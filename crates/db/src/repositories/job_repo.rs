//! Repository for the `jobs` table.
//!
//! A job moves through three states, all derived from its columns:
//! unclaimed (`claim_owner IS NULL`), in flight (claimed, `finished_at IS NULL`)
//! and finished. The claim is a single conditional `UPDATE` so that at most
//! one device ever owns a job.

use deckbench_core::job::{JobResult, NewJob};
use deckbench_core::types::{DbId, Timestamp};
use sqlx::PgPool;

use crate::models::job::{Job, JobCandidate};

/// Column list for `jobs` queries.
const COLUMNS: &str = "\
    id, deck_ref_1, deck_ref_2, deck_ref_3, deck_ref_4, \
    format, game_count, claim_owner, claimed_at, \
    win_1, win_2, win_3, win_4, turn_counts, \
    created_at, finished_at";

/// Upper bound on candidates returned per poll.
const MAX_CANDIDATES: i64 = 100;

/// Provides queue operations for simulation jobs.
pub struct JobRepo;

impl JobRepo {
    /// Enqueue a new unclaimed job. The caller validates `input` first.
    pub async fn submit(pool: &PgPool, input: &NewJob) -> Result<Job, sqlx::Error> {
        let query = format!(
            "INSERT INTO jobs (id, deck_ref_1, deck_ref_2, deck_ref_3, deck_ref_4, format, game_count) \
             VALUES ($1, $2, $3, $4, $5, $6, $7) \
             RETURNING {COLUMNS}"
        );
        let [d1, d2, d3, d4] = input.deck_refs;
        sqlx::query_as::<_, Job>(&query)
            .bind(DbId::now_v7())
            .bind(d1)
            .bind(d2)
            .bind(d3)
            .bind(d4)
            .bind(input.format.as_str())
            .bind(input.game_count)
            .fetch_one(pool)
            .await
    }

    /// Find a job by its ID.
    pub async fn find_by_id(pool: &PgPool, id: DbId) -> Result<Option<Job>, sqlx::Error> {
        let query = format!("SELECT {COLUMNS} FROM jobs WHERE id = $1");
        sqlx::query_as::<_, Job>(&query)
            .bind(id)
            .fetch_optional(pool)
            .await
    }

    /// Unclaimed jobs, oldest first.
    pub async fn list_unclaimed(
        pool: &PgPool,
        limit: i64,
    ) -> Result<Vec<JobCandidate>, sqlx::Error> {
        sqlx::query_as::<_, JobCandidate>(
            "SELECT id, created_at FROM jobs \
             WHERE claim_owner IS NULL \
             ORDER BY created_at ASC, id ASC \
             LIMIT $1",
        )
        .bind(limit.clamp(1, MAX_CANDIDATES))
        .fetch_all(pool)
        .await
    }

    /// Claim a job for `owner` if nobody has claimed it yet.
    ///
    /// Returns the claimed row, or `None` when another device got there first
    /// (or the job does not exist). The check and the write are one statement.
    pub async fn try_claim(
        pool: &PgPool,
        id: DbId,
        owner: DbId,
    ) -> Result<Option<Job>, sqlx::Error> {
        let query = format!(
            "UPDATE jobs \
             SET claim_owner = $2, claimed_at = NOW() \
             WHERE id = $1 AND claim_owner IS NULL \
             RETURNING {COLUMNS}"
        );
        sqlx::query_as::<_, Job>(&query)
            .bind(id)
            .bind(owner)
            .fetch_optional(pool)
            .await
    }

    /// Write wins, turn counts and the finish time in one statement.
    ///
    /// Only a claimed job can be finished. Returns `false` if no row matched.
    pub async fn record_result(
        pool: &PgPool,
        id: DbId,
        result: &JobResult,
    ) -> Result<bool, sqlx::Error> {
        let [w1, w2, w3, w4] = result.win_counts;
        let outcome = sqlx::query(
            "UPDATE jobs \
             SET win_1 = $2, win_2 = $3, win_3 = $4, win_4 = $5, \
                 turn_counts = $6, finished_at = $7 \
             WHERE id = $1 AND claim_owner IS NOT NULL",
        )
        .bind(id)
        .bind(w1)
        .bind(w2)
        .bind(w3)
        .bind(w4)
        .bind(&result.turn_counts)
        .bind(result.finished_at)
        .execute(pool)
        .await?;
        Ok(outcome.rows_affected() == 1)
    }

    /// Unfinished jobs claimed by `owner` before `cutoff`, oldest claim first.
    pub async fn list_stale_claims(
        pool: &PgPool,
        owner: DbId,
        cutoff: Timestamp,
    ) -> Result<Vec<Job>, sqlx::Error> {
        let query = format!(
            "SELECT {COLUMNS} FROM jobs \
             WHERE claim_owner = $1 AND finished_at IS NULL AND claimed_at < $2 \
             ORDER BY claimed_at ASC"
        );
        sqlx::query_as::<_, Job>(&query)
            .bind(owner)
            .bind(cutoff)
            .fetch_all(pool)
            .await
    }
}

=-=-=-=-=

▶ [PROBLEM TO SOLVE] Once more, write down the full material exactly as it appears.

▶ [TASK RESULT]
filename crates/db/src/repositories/job_repo.rs
//! Repository for the `jobs` table.
//!
//! A job moves through three states, all derived from its columns:
//! unclaimed (`claim_owner IS NULL`), in flight (claimed, `finished_at IS NULL`)
//! and finished. The claim is a single conditional `UPDATE` so that at most
//! one device ever owns a job.

use deckbench_core::job::{JobResult, NewJob};
use deckbench_core::types::{DbId, Timestamp};
use sqlx::PgPool;

use crate::models::job::{Job, JobCandidate};

/// Column list for `jobs` queries.
const COLUMNS: &str = "\
    id, deck_ref_1, deck_ref_2, deck_ref_3, deck_ref_4, \
    format, game_count, claim_owner, claimed_at, \
    win_1, win_2, win_3, win_4, turn_counts, \
    created_at, finished_at";

/// Upper bound on candidates returned per poll.
const MAX_CANDIDATES: i64 = 100;

/// Provides queue operations for simulation jobs.
pub struct JobRepo;

impl JobRepo {
    /// Enqueue a new unclaimed job. The caller validates `input` first.
    pub async fn submit(pool: &PgPool, input: &NewJob) -> Result<Job, sqlx::Error> {
        let query = format!(
            "INSERT INTO jobs (id, deck_ref_1, deck_ref_2, deck_ref_3, deck_ref_4, format, game_count) \
             VALUES ($1, $2, $3, $4, $5, $6, $7) \
             RETURNING {COLUMNS}"
        );
        let [d1, d2, d3, d4] = input.deck_refs;
        sqlx::query_as::<_, Job>(&query)
            .bind(DbId::now_v7())
            .bind(d1)
            .bind(d2)
            .bind(d3)
            .bind(d4)
            .bind(input.format.as_str())
            .bind(input.game_count)
            .fetch_one(pool)
            .await
    }

    /// Find a job by its ID.
    pub async fn find_by_id(pool: &PgPool, id: DbId) -> Result<Option<Job>, sqlx::Error> {
        let query = format!("SELECT {COLUMNS} FROM jobs WHERE id = $1");
        sqlx::query_as::<_, Job>(&query)
            .bind(id)
            .fetch_optional(pool)
            .await
    }

    /// Unclaimed jobs, oldest first.
    pub async fn list_unclaimed(
        pool: &PgPool,
        limit: i64,
    ) -> Result<Vec<JobCandidate>, sqlx::Error> {
        sqlx::query_as::<_, JobCandidate>(
            "SELECT id, created_at FROM jobs \
             WHERE claim_owner IS NULL \
             ORDER BY created_at ASC, id ASC \
             LIMIT $1",
        )
        .bind(limit.clamp(1, MAX_CANDIDATES))
        .fetch_all(pool)
        .await
    }

    /// Claim a job for `owner` if nobody has claimed it yet.
    ///
    /// Returns the claimed row, or `None` when another device got there first
    /// (or the job does not exist). The check and the write are one statement.
    pub async fn try_claim(
        pool: &PgPool,
        id: DbId,
        owner: DbId,
    ) -> Result<Option<Job>, sqlx::Error> {
        let query = format!(
            "UPDATE jobs \
             SET claim_owner = $2, claimed_at = NOW() \
             WHERE id = $1 AND claim_owner IS NULL \
             RETURNING {COLUMNS}"
        );
        sqlx::query_as::<_, Job>(&query)
            .bind(id)
            .bind(owner)
            .fetch_optional(pool)
            .await
    }

    /// Write wins, turn counts and the finish time in one statement.
    ///
    /// Only a claimed job can be finished. Returns `false` if no row matched.
    pub async fn record_result(
        pool: &PgPool,
        id: DbId,
        result: &JobResult,
    ) -> Result<bool, sqlx::Error> {
        let [w1, w2, w3, w4] = result.win_counts;
        let outcome = sqlx::query(
            "UPDATE jobs \
             SET win_1 = $2, win_2 = $3, win_3 = $4, win_4 = $5, \
                 turn_counts = $6, finished_at = $7 \
             WHERE id = $1 AND claim_owner IS NOT NULL",
        )
        .bind(id)
        .bind(w1)
        .bind(w2)
        .bind(w3)
        .bind(w4)
        .bind(&result.turn_counts)
        .bind(result.finished_at)
        .execute(pool)
        .await?;
        Ok(outcome.rows_affected() == 1)
    }

    /// Unfinished jobs claimed by `owner` before `cutoff`, oldest claim first.
    pub async fn list_stale_claims(
        pool: &PgPool,
        owner: DbId,
        cutoff: Timestamp,
    ) -> Result<Vec<Job>, sqlx::Error> {
        let query = format!(
            "SELECT {COLUMNS} FROM jobs \
             WHERE claim_owner = $1 AND finished_at IS NULL AND claimed_at < $2 \
             ORDER BY claimed_at ASC"
        );
        sqlx::query_as::<_, Job>(&query)
            .bind(owner)
            .bind(cutoff)
            .fetch_all(pool)
            .await
    }
}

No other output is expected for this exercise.